-- Records shown follows --

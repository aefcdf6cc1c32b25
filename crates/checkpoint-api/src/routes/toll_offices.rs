//! # Toll Office API

use axum::extract::rejection::JsonRejection;
use axum::extract::{Path, State};
use axum::http::StatusCode;
use axum::routing::get;
use axum::{Json, Router};
use checkpoint_core::{CountryCode, TollOfficeId};
use serde::Deserialize;
use utoipa::ToSchema;
use uuid::Uuid;

use crate::auth::{require_role, CallerIdentity, Role};
use crate::error::AppError;
use crate::extractors::extract_json;
use crate::state::AppState;
use crate::views::TollOfficeView;

/// Create toll office request.
#[derive(Debug, Deserialize, ToSchema)]
pub struct CreateTollOfficeRequest {
    /// ISO 3166-1 alpha-2 code, any case.
    #[schema(example = "fr")]
    pub country: String,
}

/// Build the toll offices router.
pub fn router() -> Router<AppState> {
    Router::new()
        .route(
            "/api/TollOffice",
            get(list_toll_offices).post(create_toll_office),
        )
        .route("/api/TollOffice/:id", get(get_toll_office))
}

/// GET /api/TollOffice: List toll offices.
#[utoipa::path(
    get,
    path = "/api/TollOffice",
    responses((status = 200, description = "All toll offices", body = Vec<TollOfficeView>)),
    tag = "toll_offices"
)]
async fn list_toll_offices(State(state): State<AppState>) -> Json<Vec<TollOfficeView>> {
    let mut offices: Vec<TollOfficeView> = state
        .registry
        .toll_offices
        .list()
        .into_iter()
        .map(TollOfficeView::from)
        .collect();
    offices.sort_by(|a, b| a.country.cmp(&b.country).then(a.id.cmp(&b.id)));
    Json(offices)
}

/// GET /api/TollOffice/:id: Get one toll office.
#[utoipa::path(
    get,
    path = "/api/TollOffice/{id}",
    params(("id" = Uuid, Path, description = "Toll office ID")),
    responses(
        (status = 200, description = "Toll office found", body = TollOfficeView),
        (status = 404, description = "Not found", body = crate::error::ErrorBody),
    ),
    tag = "toll_offices"
)]
async fn get_toll_office(
    State(state): State<AppState>,
    Path(id): Path<Uuid>,
) -> Result<Json<TollOfficeView>, AppError> {
    state
        .registry
        .toll_offices
        .get(&TollOfficeId::from_uuid(id))
        .map(|t| Json(t.into()))
        .ok_or_else(|| AppError::NotFound(format!("toll office {id} not found")))
}

/// POST /api/TollOffice: Create a toll office.
#[utoipa::path(
    post,
    path = "/api/TollOffice",
    request_body = CreateTollOfficeRequest,
    responses(
        (status = 201, description = "Toll office created", body = TollOfficeView),
        (status = 401, description = "Unauthenticated", body = crate::error::ErrorBody),
        (status = 403, description = "Not an administrator", body = crate::error::ErrorBody),
        (status = 422, description = "Malformed country code", body = crate::error::ErrorBody),
    ),
    tag = "toll_offices"
)]
async fn create_toll_office(
    caller: CallerIdentity,
    State(state): State<AppState>,
    body: Result<Json<CreateTollOfficeRequest>, JsonRejection>,
) -> Result<(StatusCode, Json<TollOfficeView>), AppError> {
    require_role(&caller, Role::Administrator)?;
    let req = extract_json(body)?;
    let country = CountryCode::new(&req.country)?;
    let toll = state.registry.add_toll_office(country);
    Ok((StatusCode::CREATED, Json(toll.into())))
}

-- Records shown concluded --

- Exercise objective: Return the listing above in its entirety, word for word.

- Result below:
repository aefcdf6cc1c32b25
filename crates/checkpoint-api/src/routes/toll_offices.rs
//! # Toll Office API

use axum::extract::rejection::JsonRejection;
use axum::extract::{Path, State};
use axum::http::StatusCode;
use axum::routing::get;
use axum::{Json, Router};
use checkpoint_core::{CountryCode, TollOfficeId};
use serde::Deserialize;
use utoipa::ToSchema;
use uuid::Uuid;

use crate::auth::{require_role, CallerIdentity, Role};
use crate::error::AppError;
use crate::extractors::extract_json;
use crate::state::AppState;
use crate::views::TollOfficeView;

/// Create toll office request.
#[derive(Debug, Deserialize, ToSchema)]
pub struct CreateTollOfficeRequest {
    /// ISO 3166-1 alpha-2 code, any case.
    #[schema(example = "fr")]
    pub country: String,
}

/// Build the toll offices router.
pub fn router() -> Router<AppState> {
    Router::new()
        .route(
            "/api/TollOffice",
            get(list_toll_offices).post(create_toll_office),
        )
        .route("/api/TollOffice/:id", get(get_toll_office))
}

/// GET /api/TollOffice: List toll offices.
#[utoipa::path(
    get,
    path = "/api/TollOffice",
    responses((status = 200, description = "All toll offices", body = Vec<TollOfficeView>)),
    tag = "toll_offices"
)]
async fn list_toll_offices(State(state): State<AppState>) -> Json<Vec<TollOfficeView>> {
    let mut offices: Vec<TollOfficeView> = state
        .registry
        .toll_offices
        .list()
        .into_iter()
        .map(TollOfficeView::from)
        .collect();
    offices.sort_by(|a, b| a.country.cmp(&b.country).then(a.id.cmp(&b.id)));
    Json(offices)
}

/// GET /api/TollOffice/:id: Get one toll office.
#[utoipa::path(
    get,
    path = "/api/TollOffice/{id}",
    params(("id" = Uuid, Path, description = "Toll office ID")),
    responses(
        (status = 200, description = "Toll office found", body = TollOfficeView),
        (status = 404, description = "Not found", body = crate::error::ErrorBody),
    ),
    tag = "toll_offices"
)]
async fn get_toll_office(
    State(state): State<AppState>,
    Path(id): Path<Uuid>,
) -> Result<Json<TollOfficeView>, AppError> {
    state
        .registry
        .toll_offices
        .get(&TollOfficeId::from_uuid(id))
        .map(|t| Json(t.into()))
        .ok_or_else(|| AppError::NotFound(format!("toll office {id} not found")))
}

/// POST /api/TollOffice: Create a toll office.
#[utoipa::path(
    post,
    path = "/api/TollOffice",
    request_body = CreateTollOfficeRequest,
    responses(
        (status = 201, description = "Toll office created", body = TollOfficeView),
        (status = 401, description = "Unauthenticated", body = crate::error::ErrorBody),
        (status = 403, description = "Not an administrator", body = crate::error::ErrorBody),
        (status = 422, description = "Malformed country code", body = crate::error::ErrorBody),
    ),
    tag = "toll_offices"
)]
async fn create_toll_office(
    caller: CallerIdentity,
    State(state): State<AppState>,
    body: Result<Json<CreateTollOfficeRequest>, JsonRejection>,
) -> Result<(StatusCode, Json<TollOfficeView>), AppError> {
    require_role(&caller, Role::Administrator)?;
    let req = extract_json(body)?;
    let country = CountryCode::new(&req.country)?;
    let toll = state.registry.add_toll_office(country);
    Ok((StatusCode::CREATED, Json(toll.into())))
}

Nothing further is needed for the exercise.